§ Assignment:
When you reach the line that contains "violations.push(Violation::Unreachable(id.clone()));" in the data below, start reproducing lines exactly, and stop after the line that contains "fn check_source(&self, id: &str)".
*** Records to process ***
//! External-program runner for vdiff.
//!
//! The render engine only needs one thing from the outside world: run a
//! program with some arguments, wait for it, and hand back what it printed.
//! [`ProcessRunner`] is that contract; [`SystemProcess`] is the real
//! implementation backed by [`std::process::Command`].

pub mod error;
pub mod runner;

pub use error::ProcessError;
pub use runner::{ProcessRunner, SystemProcess};
//! The closed set of rendering backends.

use serde::{Deserialize, Serialize};
use std::fmt;
use std::str::FromStr;

/// A document-to-raster rendering engine.
///
/// `Reference` is the ground truth (a pre-rendered PNG stored next to each
/// document); every other variant is an external Java rasterizer.
#[derive(Debug, Clone, Copy, PartialEq, Eq, Hash, PartialOrd, Ord, Serialize, Deserialize)]
#[serde(rename_all = "lowercase")]
pub enum Backend {
    Reference,
    Batik,
    Jsvg,
    SvgSalamander,
    EchoSvg,
}

impl Backend {
    /// Stable identifier used in cache file names and on the command line.
    pub fn stable_name(&self) -> &'static str {
        match self {
            Backend::Reference => "reference",
            Backend::Batik => "batik",
            Backend::Jsvg => "jsvg",
            Backend::SvgSalamander => "svgsalamander",
            Backend::EchoSvg => "echosvg",
        }
    }

    /// Display name for reports
    pub fn display_name(&self) -> &'static str {
        match self {
            Backend::Reference => "Reference",
            Backend::Batik => "Batik",
            Backend::Jsvg => "JSVG",
            Backend::SvgSalamander => "SVGSalamander",
            Backend::EchoSvg => "EchoSVG",
        }
    }

    /// All backends in declaration order.
    pub fn all() -> &'static [Backend] {
        &[
            Backend::Reference,
            Backend::Batik,
            Backend::Jsvg,
            Backend::SvgSalamander,
            Backend::EchoSvg,
        ]
    }

    /// Backends that are driven through an external process.
    pub fn external() -> &'static [Backend] {
        &Self::all()[1..]
    }

    pub fn is_reference(&self) -> bool {
        matches!(self, Backend::Reference)
    }

    /// Text the rasterizer prints when it produced its output.
    ///
    /// Only Batik and EchoSVG report one; `None` means the output is never
    /// inspected.
    pub fn success_marker(&self) -> Option<&'static str> {
        match self {
            Backend::Batik | Backend::EchoSvg => Some("success"),
            Backend::Reference | Backend::Jsvg | Backend::SvgSalamander => None,
        }
    }
}

impl fmt::Display for Backend {
    fn fmt(&self, f: &mut fmt::Formatter<'_>) -> fmt::Result {
        f.write_str(self.display_name())
    }
}

impl FromStr for Backend {
    type Err = String;

    fn from_str(s: &str) -> Result<Self, Self::Err> {
        let lower = s.trim().to_ascii_lowercase();
        Backend::all()
            .iter()
            .copied()
            .find(|b| b.stable_name() == lower)
            .ok_or_else(|| format!("unknown backend '{s}'"))
    }
}
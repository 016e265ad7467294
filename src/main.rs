use anyhow::Context;
use clap::Parser;
use dotenv::dotenv;
use std::path::PathBuf;
use std::sync::Arc;
use std::time::Duration;

use gantry_rs::cicd::pipeline::{run_pipeline, PipelineError};
use gantry_rs::cicd::state::{self, keys};
use gantry_rs::cicd::{PipelineConfig, ProcessRunner};
use gantry_rs::graph::State;

#[derive(Parser, Debug)]
#[command(author, version, about = "CI/CD pipeline for terraform, docker, and helm artifacts", long_about = None)]
struct Args {
    /// Paths to scan for infrastructure files
    #[arg(required = true)]
    paths: Vec<String>,

    /// Maximum auto-fix attempts per category (default: 3)
    #[arg(long)]
    max_fix_attempts: Option<u32>,

    /// Run validations only, skip the release chain
    #[arg(long)]
    dry_run: bool,

    /// Optional YAML config file
    #[arg(long)]
    config: Option<PathBuf>,
}

#[tokio::main]
async fn main() {
    dotenv().ok();
    env_logger::init();

    let args = Args::parse();
    let code = match run(args).await {
        Ok(code) => code,
        Err(e) => {
            eprintln!("error: {:#}", e);
            2
        }
    };
    std::process::exit(code);
}

async fn run(args: Args) -> anyhow::Result<i32> {
    let mut config = match &args.config {
        Some(path) => PipelineConfig::load(path)
            .with_context(|| format!("loading config from {}", path.display()))?,
        None => PipelineConfig::default(),
    };
    if let Some(limit) = args.max_fix_attempts {
        config.max_fix_attempts = limit;
    }
    if args.dry_run {
        config.dry_run = true;
    }

    println!("scanning paths: {}", args.paths.join(", "));
    println!("max fix attempts: {}", config.max_fix_attempts);
    if config.dry_run {
        println!("dry run: validations only");
    }

    let runner = Arc::new(ProcessRunner::new(Duration::from_secs(
        config.command_timeout_secs,
    )));

    let code = match run_pipeline(&args.paths, &config, runner).await {
        Ok(final_state) => {
            print_summary(&final_state);
            if state::status(&final_state) == "success" {
                0
            } else {
                1
            }
        }
        Err(PipelineError::Run(run_error)) => {
            eprintln!("execution aborted: {}", run_error);
            print_summary(&run_error.state);
            1
        }
        Err(e) => {
            // Structural defects surface before anything executes.
            eprintln!("{}", e);
            2
        }
    };
    Ok(code)
}

fn print_summary(state: &State) {
    println!();
    println!("status: {}", state::status(state));

    let images: Vec<String> = state.get_as(keys::DOCKER_IMAGES_BUILT).unwrap_or_default();
    if !images.is_empty() {
        println!("docker images built:");
        for image in &images {
            println!("  - {}", image);
        }
    }

    let charts: Vec<String> = state.get_as(keys::HELM_CHARTS_RELEASED).unwrap_or_default();
    if !charts.is_empty() {
        println!("helm charts released:");
        for chart in &charts {
            println!("  - {}", chart);
        }
    }

    let applied = state
        .get(keys::TERRAFORM_APPLIED)
        .and_then(|v| v.as_bool())
        .unwrap_or(false);
    println!("terraform applied: {}", applied);

    if let Some(message) = state.get(keys::ERROR_MESSAGE).and_then(|v| v.as_str()) {
        println!("error: {}", message);
    }
}
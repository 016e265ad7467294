//! Integration tests for the graph engine: determinism, the fan-in barrier,
//! reducer laws under concurrency, and loop safety.

use async_trait::async_trait;
use serde_json::json;
use std::sync::atomic::{AtomicU32, Ordering};
use std::sync::{Arc, Mutex};
use std::time::Duration;

use gantry_rs::graph::{
    Executor, ExecutionError, FnNode, GraphBuilder, Node, NodeError, Reducer, ReducerRegistry,
    Router, State, StateUpdate, END, START,
};

// ============================================================================
// Mock Nodes
// ============================================================================

/// Sleeps, then appends its name to a shared event log and a state field.
struct DelayedNode {
    name: String,
    delay: Duration,
    log: Arc<Mutex<Vec<String>>>,
}

impl DelayedNode {
    fn new(name: &str, delay_ms: u64, log: Arc<Mutex<Vec<String>>>) -> Self {
        Self {
            name: name.to_string(),
            delay: Duration::from_millis(delay_ms),
            log,
        }
    }
}

#[async_trait]
impl Node for DelayedNode {
    async fn run(&self, _state: &State) -> Result<StateUpdate, NodeError> {
        tokio::time::sleep(self.delay).await;
        self.log.lock().unwrap().push(self.name.clone());
        Ok(StateUpdate::of("events", json!([self.name])))
    }
}

/// Counts its executions and records the predecessor fields it observed.
struct JoinProbe {
    runs: Arc<AtomicU32>,
    log: Arc<Mutex<Vec<String>>>,
}

#[async_trait]
impl Node for JoinProbe {
    async fn run(&self, state: &State) -> Result<StateUpdate, NodeError> {
        self.runs.fetch_add(1, Ordering::SeqCst);
        self.log.lock().unwrap().push("join".to_string());
        let seen = state
            .get("events")
            .and_then(|v| v.as_array())
            .map(|a| a.len())
            .unwrap_or(0);
        Ok(StateUpdate::of("seen_at_join", json!(seen)))
    }
}

// ============================================================================
// Determinism
// ============================================================================

fn diamond_graph() -> (GraphBuilder, ReducerRegistry) {
    let mut builder = GraphBuilder::new();
    builder
        .add_node(
            "source",
            Arc::new(FnNode::new(|_: &State| {
                Ok(StateUpdate::of("total", json!(1)))
            })),
        )
        .unwrap();
    for id in ["branch_a", "branch_b", "branch_c"] {
        builder
            .add_node(
                id,
                Arc::new(FnNode::new(move |_: &State| {
                    Ok(StateUpdate::new()
                        .with("total", json!(10))
                        .with("tags", json!([id]))
                        .with("last", json!(id)))
                })),
            )
            .unwrap();
        builder.add_edge("source", id).unwrap();
    }
    builder
        .add_node(
            "sink",
            Arc::new(FnNode::new(|_: &State| Ok(StateUpdate::new()))),
        )
        .unwrap();
    for id in ["branch_a", "branch_b", "branch_c"] {
        builder.add_edge(id, "sink").unwrap();
    }
    builder.add_edge(START, "source").unwrap();
    builder.add_edge("sink", END).unwrap();

    let reducers = ReducerRegistry::new()
        .with("total", Reducer::Sum)
        .with("tags", Reducer::Union);
    (builder, reducers)
}

#[tokio::test]
async fn test_identical_runs_produce_identical_state() {
    let mut finals = Vec::new();
    for _ in 0..2 {
        let (builder, reducers) = diamond_graph();
        let executor = Executor::new(builder.build().unwrap(), reducers);
        let state = executor.run(State::new()).await.unwrap();
        finals.push(state);
    }

    assert_eq!(finals[0].to_json(), finals[1].to_json());
    for id in ["source", "branch_a", "branch_b", "branch_c", "sink"] {
        assert_eq!(finals[0].visits(id), finals[1].visits(id));
    }
}

#[tokio::test]
async fn test_overwrite_tie_break_is_stable() {
    let (builder, reducers) = diamond_graph();
    let executor = Executor::new(builder.build().unwrap(), reducers);
    let state = executor.run(State::new()).await.unwrap();

    // Lexicographically last sibling wins, regardless of completion order.
    assert_eq!(state.get("last"), Some(&json!("branch_c")));
    // Sum reducer: 1 from source + 10 per branch.
    assert_eq!(state.get("total"), Some(&json!(31)));
    // Union reducer: one tag per branch, no duplicates.
    assert_eq!(state.get("tags"), Some(&json!(["branch_a", "branch_b", "branch_c"])));
}

// ============================================================================
// Fan-in barrier
// ============================================================================

#[tokio::test]
async fn test_join_never_runs_before_all_predecessors() {
    let log = Arc::new(Mutex::new(Vec::new()));
    let runs = Arc::new(AtomicU32::new(0));

    let mut builder = GraphBuilder::new();
    // Deliberately uneven delays: the slowest predecessor finishes last, the
    // join must still only fire once, after all three.
    builder
        .add_node("p1", Arc::new(DelayedNode::new("p1", 80, log.clone())))
        .unwrap();
    builder
        .add_node("p2", Arc::new(DelayedNode::new("p2", 5, log.clone())))
        .unwrap();
    builder
        .add_node("p3", Arc::new(DelayedNode::new("p3", 30, log.clone())))
        .unwrap();
    builder
        .add_node(
            "join",
            Arc::new(JoinProbe {
                runs: runs.clone(),
                log: log.clone(),
            }),
        )
        .unwrap();
    builder.add_edge(START, "p1").unwrap();
    builder.add_edge(START, "p2").unwrap();
    builder.add_edge(START, "p3").unwrap();
    builder.add_edge("p1", "join").unwrap();
    builder.add_edge("p2", "join").unwrap();
    builder.add_edge("p3", "join").unwrap();
    builder.add_edge("join", END).unwrap();

    let reducers = ReducerRegistry::new().with("events", Reducer::Append);
    let executor = Executor::new(builder.build().unwrap(), reducers);
    let state = executor.run(State::new()).await.unwrap();

    assert_eq!(runs.load(Ordering::SeqCst), 1);
    // The join observed all three predecessor events in its snapshot.
    assert_eq!(state.get("seen_at_join"), Some(&json!(3)));

    let events = log.lock().unwrap().clone();
    assert_eq!(events.len(), 4);
    assert_eq!(events[3], "join");
}

// ============================================================================
// Reducer laws under swapped completion order
// ============================================================================

#[tokio::test]
async fn test_sum_result_is_independent_of_completion_order() {
    let mut totals = Vec::new();
    for delays in [[50u64, 5], [5, 50]] {
        let mut builder = GraphBuilder::new();
        for (i, delay) in delays.iter().enumerate() {
            let id = format!("n{}", i);
            let delay = *delay;
            builder
                .add_node(
                    id.clone(),
                    Arc::new(FnNodeAsync { delay_ms: delay, amount: (i as i64 + 1) * 10 }),
                )
                .unwrap();
            builder.add_edge(START, &id).unwrap();
        }

        let reducers = ReducerRegistry::new().with("total", Reducer::Sum);
        let executor = Executor::new(builder.build().unwrap(), reducers);
        let state = executor.run(State::new()).await.unwrap();
        totals.push(state.get("total").cloned());
    }

    assert_eq!(totals[0], totals[1]);
    assert_eq!(totals[0], Some(json!(30)));
}

struct FnNodeAsync {
    delay_ms: u64,
    amount: i64,
}

#[async_trait]
impl Node for FnNodeAsync {
    async fn run(&self, _state: &State) -> Result<StateUpdate, NodeError> {
        tokio::time::sleep(Duration::from_millis(self.delay_ms)).await;
        Ok(StateUpdate::of("total", json!(self.amount)))
    }
}

// ============================================================================
// Cycle safety
// ============================================================================

#[tokio::test]
async fn test_always_fix_router_hits_round_ceiling() {
    let router: Router = Arc::new(|_: &State| "fix".to_string());

    let mut builder = GraphBuilder::new();
    builder
        .add_node(
            "check",
            Arc::new(FnNode::new(|_: &State| Ok(StateUpdate::new()))),
        )
        .unwrap();
    builder
        .add_node(
            "fixup",
            Arc::new(FnNode::new(|_: &State| Ok(StateUpdate::new()))),
        )
        .unwrap();
    builder.add_edge(START, "check").unwrap();
    builder
        .add_conditional_edge("check", router, [("fix", "fixup"), ("done", END)])
        .unwrap();
    builder.add_edge("fixup", "check").unwrap();

    let executor =
        Executor::new(builder.build().unwrap(), ReducerRegistry::new()).with_max_rounds(40);
    let err = executor.run(State::new()).await.err().unwrap();

    assert!(matches!(
        err.error,
        ExecutionError::RoundCeiling { limit: 40 }
    ));
    // Visit counters up to the abort are preserved for diagnostics.
    assert!(err.state.visits("check") > 1);
}

#[tokio::test]
async fn test_visit_counters_bound_a_loop() {
    let router: Router = Arc::new(|state: &State| {
        if state.visits("worker") < 5 {
            "again".to_string()
        } else {
            "done".to_string()
        }
    });

    let mut builder = GraphBuilder::new();
    builder
        .add_node(
            "worker",
            Arc::new(FnNode::new(|_: &State| {
                Ok(StateUpdate::of("laps", json!(1)))
            })),
        )
        .unwrap();
    builder.add_edge(START, "worker").unwrap();
    builder
        .add_conditional_edge("worker", router, [("again", "worker"), ("done", END)])
        .unwrap();

    let reducers = ReducerRegistry::new().with("laps", Reducer::Sum);
    let executor = Executor::new(builder.build().unwrap(), reducers);
    let state = executor.run(State::new()).await.unwrap();

    assert_eq!(state.visits("worker"), 5);
    assert_eq!(state.get("laps"), Some(&json!(5)));
}
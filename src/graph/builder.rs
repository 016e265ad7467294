// SPDX-License-Identifier: MIT

//! Graph construction and structural validation.
//!
//! `add_*` methods fail fast on local defects (duplicate ids, undeclared
//! endpoints). `build()` then checks whole-graph properties and reports every
//! violation it finds in one error.

use std::collections::{BTreeMap, BTreeSet, VecDeque};
use std::sync::Arc;

use super::error::{BuildError, GraphValidationError, Violation};
use super::node::Node;
use super::types::{ConditionalEdge, Edge, Graph, Router, END, START};

#[derive(Default)]
pub struct GraphBuilder {
    nodes: BTreeMap<String, Arc<dyn Node>>,
    edges: Vec<Edge>,
    conditional: BTreeMap<String, ConditionalEdge>,
}

impl GraphBuilder {
    pub fn new() -> Self {
        Self::default()
    }

    /// Declare a node. Ids must be unique; the start/end markers are reserved.
    pub fn add_node(
        &mut self,
        id: impl Into<String>,
        node: Arc<dyn Node>,
    ) -> Result<&mut Self, BuildError> {
        let id = id.into();
        if id == START || id == END {
            return Err(BuildError::ReservedId(id));
        }
        if self.nodes.contains_key(&id) {
            return Err(BuildError::DuplicateNode(id));
        }
        self.nodes.insert(id, node);
        Ok(self)
    }

    /// Add a static edge. Both endpoints must already be declared; `START` is
    /// a valid source and `END` a valid target.
    pub fn add_edge(&mut self, from: &str, to: &str) -> Result<&mut Self, BuildError> {
        self.check_source(from)?;
        self.check_target(to)?;
        self.edges.push(Edge {
            from: from.to_string(),
            to: to.to_string(),
        });
        Ok(self)
    }

    /// Attach a conditional edge to `from`. Every label's target must already
    /// be declared (`END` allowed); one conditional edge per owner.
    pub fn add_conditional_edge<L, T>(
        &mut self,
        from: &str,
        router: Router,
        targets: impl IntoIterator<Item = (L, T)>,
    ) -> Result<&mut Self, BuildError>
    where
        L: Into<String>,
        T: Into<String>,
    {
        self.check_source(from)?;
        if self.conditional.contains_key(from) {
            return Err(BuildError::DuplicateConditionalEdge(from.to_string()));
        }

        let mut map = BTreeMap::new();
        for (label, target) in targets {
            let target = target.into();
            self.check_target(&target)?;
            map.insert(label.into(), target);
        }
        if map.is_empty() {
            return Err(BuildError::EmptyLabelMap(from.to_string()));
        }

        self.conditional.insert(
            from.to_string(),
            ConditionalEdge {
                from: from.to_string(),
                router,
                targets: map,
            },
        );
        Ok(self)
    }

    /// Validate the whole graph and freeze it. Collects ALL violations before
    /// failing, so one round-trip surfaces every structural defect.
    pub fn build(self) -> Result<Graph, GraphValidationError> {
        let mut violations = Vec::new();

        let start_has_static = self.edges.iter().any(|e| e.from == START);
        if !start_has_static && !self.conditional.contains_key(START) {
            violations.push(Violation::NoEntry);
        }

        let reachable = self.reachable_from_start();
        for id in self.nodes.keys() {
            if !reachable.contains(id.as_str()) {
                violations.push(Violation::Unreachable(id.clone()));
            }
        }

        if !violations.is_empty() {
            return Err(GraphValidationError { violations });
        }

        let mut successors: BTreeMap<String, Vec<String>> = BTreeMap::new();
        let mut predecessors: BTreeMap<String, Vec<String>> = BTreeMap::new();
        for edge in &self.edges {
            successors
                .entry(edge.from.clone())
                .or_default()
                .push(edge.to.clone());
            predecessors
                .entry(edge.to.clone())
                .or_default()
                .push(edge.from.clone());
        }

        Ok(Graph {
            nodes: self.nodes,
            edges: self.edges,
            conditional: self.conditional,
            successors,
            predecessors,
        })
    }

    fn check_source(&self, id: &str) -> Result<(), BuildError> {
        if id == START || self.nodes.contains_key(id) {
            Ok(())
        } else {
            Err(BuildError::UnknownNode(id.to_string()))
        }
    }

    fn check_target(&self, id: &str) -> Result<(), BuildError> {
        if id == END || self.nodes.contains_key(id) {
            Ok(())
        } else {
            Err(BuildError::UnknownNode(id.to_string()))
        }
    }

    /// Nodes reachable from START over static edges and conditional targets.
    fn reachable_from_start(&self) -> BTreeSet<&str> {
        let mut visited: BTreeSet<&str> = BTreeSet::new();
        let mut queue: VecDeque<&str> = VecDeque::new();
        queue.push_back(START);

        while let Some(current) = queue.pop_front() {
            for edge in self.edges.iter().filter(|e| e.from == current) {
                if edge.to != END && visited.insert(&edge.to) {
                    queue.push_back(&edge.to);
                }
            }
            if let Some(cond) = self.conditional.get(current) {
                for target in cond.targets.values() {
                    if target != END && visited.insert(target) {
                        queue.push_back(target);
                    }
                }
            }
        }

        visited
    }
}
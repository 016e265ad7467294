// SPDX-License-Identifier: MIT

//! CI/CD automation pipeline built on the graph engine: discover
//! infrastructure artifacts, validate them in parallel, aggregate errors,
//! fix and retry up to a ceiling, then release in order.

pub mod config;
pub mod decision;
pub mod discovery;
pub mod fixers;
pub mod pipeline;
pub mod release;
pub mod state;
pub mod tools;
pub mod validators;

pub use config::{ConfigError, PipelineConfig};
pub use decision::{decide_next_action, NextAction};
pub use pipeline::{build_pipeline, run_pipeline, PipelineError};
pub use release::ReleaseError;
pub use state::{
    Category, Finding, FindingKind, FixAttempt, PipelineStatus, ReleaseOutcome, ReleaseRecord,
    Severity,
};
pub use tools::{CommandError, CommandOutput, CommandRunner, ProcessRunner};
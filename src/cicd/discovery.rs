// SPDX-License-Identifier: MIT

//! Artifact discovery: walk the caller's root paths and classify files into
//! terraform / docker / helm inventories.

use async_trait::async_trait;
use serde_json::json;
use std::collections::BTreeSet;
use std::path::Path;
use walkdir::{DirEntry, WalkDir};

use crate::graph::{Node, NodeError, State, StateUpdate};

use super::state::{keys, FileInventory};

pub fn is_terraform_file(path: &Path) -> bool {
    matches!(
        path.extension().and_then(|e| e.to_str()),
        Some("tf") | Some("tfvars")
    )
}

pub fn is_docker_file(path: &Path) -> bool {
    let Some(name) = path.file_name().and_then(|n| n.to_str()) else {
        return false;
    };
    let name = name.to_lowercase();
    name.starts_with("dockerfile") || name.contains("docker-compose")
}

pub fn is_helm_file(path: &Path) -> bool {
    let Some(name) = path.file_name().and_then(|n| n.to_str()) else {
        return false;
    };
    let name = name.to_lowercase();
    if matches!(name.as_str(), "chart.yaml" | "values.yaml" | "requirements.yaml") {
        return true;
    }
    path.to_string_lossy().to_lowercase().contains("/templates/")
}

/// Unique parent directories of a file list ("." for bare file names).
pub fn parent_dirs(files: &[String]) -> BTreeSet<String> {
    files
        .iter()
        .map(|f| {
            let parent = Path::new(f).parent().map(|p| p.to_string_lossy().into_owned());
            match parent {
                Some(p) if !p.is_empty() => p,
                _ => ".".to_string(),
            }
        })
        .collect()
}

/// Chart root for each helm file: the nearest ancestor directory holding a
/// `Chart.yaml`. Files with no such ancestor are skipped.
pub fn chart_dirs(files: &[String]) -> BTreeSet<String> {
    let mut dirs = BTreeSet::new();
    for file in files {
        let mut current = Path::new(file).parent();
        while let Some(dir) = current {
            if dir.join("Chart.yaml").is_file() {
                dirs.insert(dir.to_string_lossy().into_owned());
                break;
            }
            current = dir.parent();
        }
    }
    dirs
}

/// Discovery node: fills the [`keys::FILES`] inventory from the root paths.
pub struct Discover {
    excluded_dirs: Vec<String>,
}

impl Discover {
    pub fn new(excluded_dirs: Vec<String>) -> Self {
        Self { excluded_dirs }
    }

    fn keep_entry(&self, entry: &DirEntry) -> bool {
        if entry.depth() == 0 || !entry.file_type().is_dir() {
            return true;
        }
        let Some(name) = entry.file_name().to_str() else {
            return false;
        };
        !name.starts_with('.') && !self.excluded_dirs.iter().any(|d| d == name)
    }
}

#[async_trait]
impl Node for Discover {
    async fn run(&self, state: &State) -> Result<StateUpdate, NodeError> {
        let roots: Vec<String> = state.get_as(keys::ROOTS).unwrap_or_default();
        let mut inventory = FileInventory::default();

        for root in &roots {
            if !Path::new(root).exists() {
                log::warn!("path does not exist: {}", root);
                continue;
            }

            for entry in WalkDir::new(root)
                .sort_by_file_name()
                .into_iter()
                .filter_entry(|e| self.keep_entry(e))
            {
                let entry = match entry {
                    Ok(entry) => entry,
                    Err(e) => {
                        log::warn!("skipping unreadable entry under {}: {}", root, e);
                        continue;
                    }
                };
                if !entry.file_type().is_file() {
                    continue;
                }

                let path = entry.path();
                let path_str = path.to_string_lossy().into_owned();
                if is_terraform_file(path) {
                    inventory.terraform.push(path_str);
                } else if is_docker_file(path) {
                    inventory.docker.push(path_str);
                } else if is_helm_file(path) {
                    inventory.helm.push(path_str);
                }
            }
        }

        log::info!(
            "discovered {} terraform, {} docker, {} helm file(s)",
            inventory.terraform.len(),
            inventory.docker.len(),
            inventory.helm.len()
        );

        Ok(StateUpdate::of(keys::FILES, json!(inventory)))
    }
}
*** End of Records to process ***
§ Reply to the task:
                violations.push(Violation::Unreachable(id.clone()));
            }
        }

        if !violations.is_empty() {
            return Err(GraphValidationError { violations });
        }

        let mut successors: BTreeMap<String, Vec<String>> = BTreeMap::new();
        let mut predecessors: BTreeMap<String, Vec<String>> = BTreeMap::new();
        for edge in &self.edges {
            successors
                .entry(edge.from.clone())
                .or_default()
                .push(edge.to.clone());
            predecessors
                .entry(edge.to.clone())
                .or_default()
                .push(edge.from.clone());
        }

        Ok(Graph {
            nodes: self.nodes,
            edges: self.edges,
            conditional: self.conditional,
            successors,
            predecessors,
        })
    }

    fn check_source(&self, id: &str) -> Result<(), BuildError> {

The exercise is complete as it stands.